• Given records:
------------------------------------
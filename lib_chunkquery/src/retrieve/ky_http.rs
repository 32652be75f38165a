//! # HTTP Retrieval Utilities
//!
//! An asynchronous API client wrapper around `reqwest` with base URL joining,
//! bearer auth and standardized JSON response handling. The client itself does not retry;
//! retry policy belongs to the page fetcher that calls it.

use std::time::Duration;

use reqwest::header::{AUTHORIZATION, CONTENT_TYPE};
use reqwest::{Client, Method, Url};
use serde::{de::DeserializeOwned, Serialize};

use crate::error::TransportError;

/// A standardized container for API responses.
///
/// This struct wraps the deserialized data along with the status of the
/// HTTP transaction.
#[derive(Debug)]
pub struct ApiResponse<T> {
    /// The successfully deserialized response body, if any.
    pub data: Option<T>,
    /// The raw error body returned by the server if the request failed.
    pub error_body: Option<String>,
    /// The numeric HTTP status code.
    pub status: u16,
    /// Indicates if the status code was in the 2xx range.
    pub success: bool,
}

/// A flexible asynchronous HTTP client.
///
/// Handles base URLs and authentication tokens on top of a pooled
/// `reqwest::Client`.
#[derive(Debug, Clone)]
pub struct ApiClient {
    /// The underlying connection-pooling client.
    inner: Client,
    /// The base URL to which all relative paths are joined.
    base_url: Url,
    /// An optional Bearer token used for authorization.
    auth_token: Option<String>,
}

impl ApiClient {
    /// Creates a new `ApiClient`.
    ///
    /// # Arguments
    /// * `base_url` - The absolute base URL for the API (e.g., "https://soap.membersuite.com/").
    /// * `auth_token` - An optional string for the Authorization header.
    /// * `timeout` - An optional per-request timeout.
    ///
    /// # Errors
    /// Fails if `base_url` is not a valid absolute URL or the client cannot be built.
    pub fn new(
        base_url: &str,
        auth_token: Option<String>,
        timeout: Option<Duration>,
    ) -> Result<Self, TransportError> {
        let url = Url::parse(base_url)
            .map_err(|e| TransportError::other(format!("invalid base URL {base_url}: {e}")))?;

        let mut builder = Client::builder();
        if let Some(timeout) = timeout {
            builder = builder.timeout(timeout);
        }

        Ok(Self {
            inner: builder.build()?,
            base_url: url,
            auth_token,
        })
    }

    /// The base URL relative paths are joined to.
    pub fn base_url(&self) -> &Url {
        &self.base_url
    }

    /// Performs a generic HTTP request and handles the response.
    ///
    /// # Arguments
    /// * `method` - The HTTP verb (GET, POST, etc.).
    /// * `path` - The relative path to append to the base URL.
    /// * `body` - Optional serializable object to send as the JSON body.
    ///
    /// # Errors
    /// Fails if URL joining, network execution or JSON decoding of a 2xx body
    /// fails. Non-2xx statuses are returned as `success: false`.
    pub async fn request<T, B>(
        &self,
        method: Method,
        path: &str,
        body: Option<&B>,
    ) -> Result<ApiResponse<T>, TransportError>
    where
        T: DeserializeOwned,
        B: Serialize + ?Sized,
    {
        // 1. Construct the full absolute URL
        let full_url = self
            .base_url
            .join(path)
            .map_err(|e| TransportError::other(format!("invalid path {path}: {e}")))?;
        let mut req = self.inner.request(method, full_url);

        // 2. Inject Bearer Authentication if a token is present
        if let Some(token) = &self.auth_token {
            req = req.header(AUTHORIZATION, format!("Bearer {}", token));
        }

        // 3. Serialize and attach the JSON body if present
        if let Some(b) = body {
            let json_body = serde_json::to_string(b)?;
            req = req.header(CONTENT_TYPE, "application/json").body(json_body);
        }

        // 4. Execute the request and capture response metadata
        let response: reqwest::Response = req.send().await?;
        let status = response.status();

        // 5. Handle the result based on success status
        if status.is_success() {
            let text = response.text().await?;
            let data = serde_json::from_str::<T>(&text)?;
            Ok(ApiResponse {
                data: Some(data),
                error_body: None,
                status: status.as_u16(),
                success: true,
            })
        } else {
            // Capture the error body as a string for debugging
            let error_text = response.text().await.ok();
            Ok(ApiResponse {
                data: None,
                error_body: error_text,
                status: status.as_u16(),
                success: false,
            })
        }
    }
}
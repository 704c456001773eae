//! Engine and match settings
//!
//! [`Settings`] carries every tunable of a match and derives the per-engine
//! [`MCTSConfig`] and [`MinimaxConfig`] from them.

use std::time::Duration;

use rand_chacha::ChaCha8Rng;

use crate::{
    game_state::Heuristic,
    games::{ConnectFour, TicTacToe},
    utils, GameError, Result,
};

/// How MCTS turns root statistics into a move
#[derive(Debug, Clone, Copy, PartialEq, Eq)]
pub enum BestChildCriteria {
    /// Robust child: the most visited root child
    MostVisits,

    /// The root child with the best mean reward
    HighestValue,
}

/// MCTS budgets and tuning
///
/// ```
/// use boardplay::{MCTSConfig, config::BestChildCriteria};
/// use std::time::Duration;
///
/// let config = MCTSConfig::default()
///     .with_exploration_constant(1.5)
///     .with_max_iterations(10_000)
///     .with_max_time(Duration::from_secs(5))
///     .with_seed(7)
///     .with_best_child_criteria(BestChildCriteria::MostVisits);
/// ```
#[derive(Debug, Clone)]
pub struct MCTSConfig {
    /// UCB1 exploration weight, `sqrt(2)` by default
    pub exploration_constant: f64,

    /// Iteration budget for one search
    pub max_iterations: usize,

    /// Wall-clock bound for one search, checked between iterations
    pub max_time: Option<Duration>,

    /// Final move choice
    pub best_child_criteria: BestChildCriteria,

    /// Seed for the playout random source; `None` seeds from the OS
    pub seed: Option<u64>,
}

impl Default for MCTSConfig {
    fn default() -> Self {
        MCTSConfig {
            exploration_constant: 1.414,
            max_iterations: 10_000,
            max_time: None,
            best_child_criteria: BestChildCriteria::MostVisits,
            seed: None,
        }
    }
}

impl MCTSConfig {
    pub fn with_exploration_constant(mut self, constant: f64) -> Self {
        self.exploration_constant = constant;
        self
    }

    pub fn with_max_iterations(mut self, iterations: usize) -> Self {
        self.max_iterations = iterations;
        self
    }

    /// Bounds each search by wall-clock time as well as iterations
    pub fn with_max_time(mut self, duration: Duration) -> Self {
        self.max_time = Some(duration);
        self
    }

    pub fn with_best_child_criteria(mut self, criteria: BestChildCriteria) -> Self {
        self.best_child_criteria = criteria;
        self
    }

    /// Fixes the playout random seed
    pub fn with_seed(mut self, seed: u64) -> Self {
        self.seed = Some(seed);
        self
    }

    /// Rejects budgets and constants the engine cannot run with
    pub fn validate(&self) -> Result<()> {
        if self.max_iterations == 0 {
            return Err(GameError::InvalidConfiguration(
                "max_iterations must be at least 1".to_string(),
            ));
        }
        if !self.exploration_constant.is_finite() || self.exploration_constant < 0.0 {
            return Err(GameError::InvalidConfiguration(format!(
                "exploration constant must be a non-negative number, got {}",
                self.exploration_constant
            )));
        }
        Ok(())
    }
}

/// Configuration for the minimax engine
///
/// ```
/// use boardplay::{Heuristic, MinimaxConfig};
///
/// let config = MinimaxConfig::default()
///     .with_depth(6)
///     .with_heuristic(Heuristic::OpenLines)
///     .with_pruning(true);
/// assert_eq!(config.depth, 6);
/// ```
#[derive(Debug, Clone, PartialEq)]
pub struct MinimaxConfig {
    /// Plies to search before the static heuristic substitutes for expansion
    pub depth: usize,

    /// Static evaluation applied at the depth bound
    pub heuristic: Heuristic,

    /// Use alpha-beta pruning. Never changes the selected move.
    pub pruning: bool,

    /// Cache exact subtree values by canonical key and remaining depth
    pub transpositions: bool,
}

impl Default for MinimaxConfig {
    fn default() -> Self {
        MinimaxConfig {
            depth: 4,
            heuristic: Heuristic::Outcome,
            pruning: true,
            transpositions: false,
        }
    }
}

impl MinimaxConfig {
    /// Sets the search depth
    pub fn with_depth(mut self, depth: usize) -> Self {
        self.depth = depth;
        self
    }

    /// Sets the static evaluation heuristic
    pub fn with_heuristic(mut self, heuristic: Heuristic) -> Self {
        self.heuristic = heuristic;
        self
    }

    /// Enables or disables alpha-beta pruning
    pub fn with_pruning(mut self, pruning: bool) -> Self {
        self.pruning = pruning;
        self
    }

    /// Enables or disables the transposition cache
    pub fn with_transpositions(mut self, transpositions: bool) -> Self {
        self.transpositions = transpositions;
        self
    }
}

/// The full set of tunables for a match: engine budgets, heuristic, board
/// geometry and the random seed
#[derive(Debug, Clone, PartialEq)]
pub struct Settings {
    /// Minimax search depth
    pub depth: usize,
    /// MCTS iteration budget
    pub iterations: usize,
    /// Static evaluation heuristic
    pub heuristic: Heuristic,
    /// Board rows
    pub board_rows: usize,
    /// Board columns
    pub board_cols: usize,
    /// Pieces in a row needed to win
    pub win_length: usize,
    /// Random seed shared by the stochastic engines
    pub seed: Option<u64>,
}

impl Default for Settings {
    fn default() -> Self {
        Settings {
            depth: 9,
            iterations: 10_000,
            heuristic: Heuristic::Outcome,
            board_rows: 3,
            board_cols: 3,
            win_length: 3,
            seed: None,
        }
    }
}

impl Settings {
    /// Defaults for standard Connect Four
    pub fn connect_four() -> Self {
        Settings {
            depth: 5,
            heuristic: Heuristic::OpenLines,
            board_rows: 6,
            board_cols: 7,
            win_length: 4,
            ..Settings::default()
        }
    }

    /// Sets the board geometry
    pub fn with_board(mut self, rows: usize, cols: usize, win_length: usize) -> Self {
        self.board_rows = rows;
        self.board_cols = cols;
        self.win_length = win_length;
        self
    }

    /// Sets the random seed
    pub fn with_seed(mut self, seed: u64) -> Self {
        self.seed = Some(seed);
        self
    }

    /// Checks every tunable
    pub fn validate(&self) -> Result<()> {
        if self.board_rows == 0 || self.board_cols == 0 {
            return Err(GameError::InvalidConfiguration(format!(
                "board dimension {}x{} must be positive",
                self.board_rows, self.board_cols
            )));
        }
        if self.win_length == 0 || self.win_length > self.board_rows.max(self.board_cols) {
            return Err(GameError::InvalidConfiguration(format!(
                "win length {} does not fit a {}x{} board",
                self.win_length, self.board_rows, self.board_cols
            )));
        }
        self.mcts_config().validate()
    }

    /// Minimax configuration derived from these settings
    pub fn minimax_config(&self) -> MinimaxConfig {
        MinimaxConfig::default()
            .with_depth(self.depth)
            .with_heuristic(self.heuristic)
    }

    /// MCTS configuration derived from these settings
    pub fn mcts_config(&self) -> MCTSConfig {
        MCTSConfig {
            max_iterations: self.iterations,
            seed: self.seed,
            ..MCTSConfig::default()
        }
    }

    /// Random source for players and engines, fixed when a seed is configured
    pub fn rng(&self) -> ChaCha8Rng {
        utils::seeded_rng(self.seed)
    }

    /// Empty tic-tac-toe board with the configured geometry
    pub fn tictactoe(&self) -> Result<TicTacToe> {
        self.validate()?;
        TicTacToe::with_size(self.board_rows, self.board_cols, self.win_length)
    }

    /// Empty Connect Four board with the configured geometry
    pub fn connect_four_board(&self) -> Result<ConnectFour> {
        self.validate()?;
        ConnectFour::with_size(self.board_rows, self.board_cols, self.win_length)
    }
}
------------------------------------
• Required action: Each line above that contains the word "DeserializeOwned" should be copied.

• Your response:
use serde::{de::DeserializeOwned, Serialize};
        T: DeserializeOwned,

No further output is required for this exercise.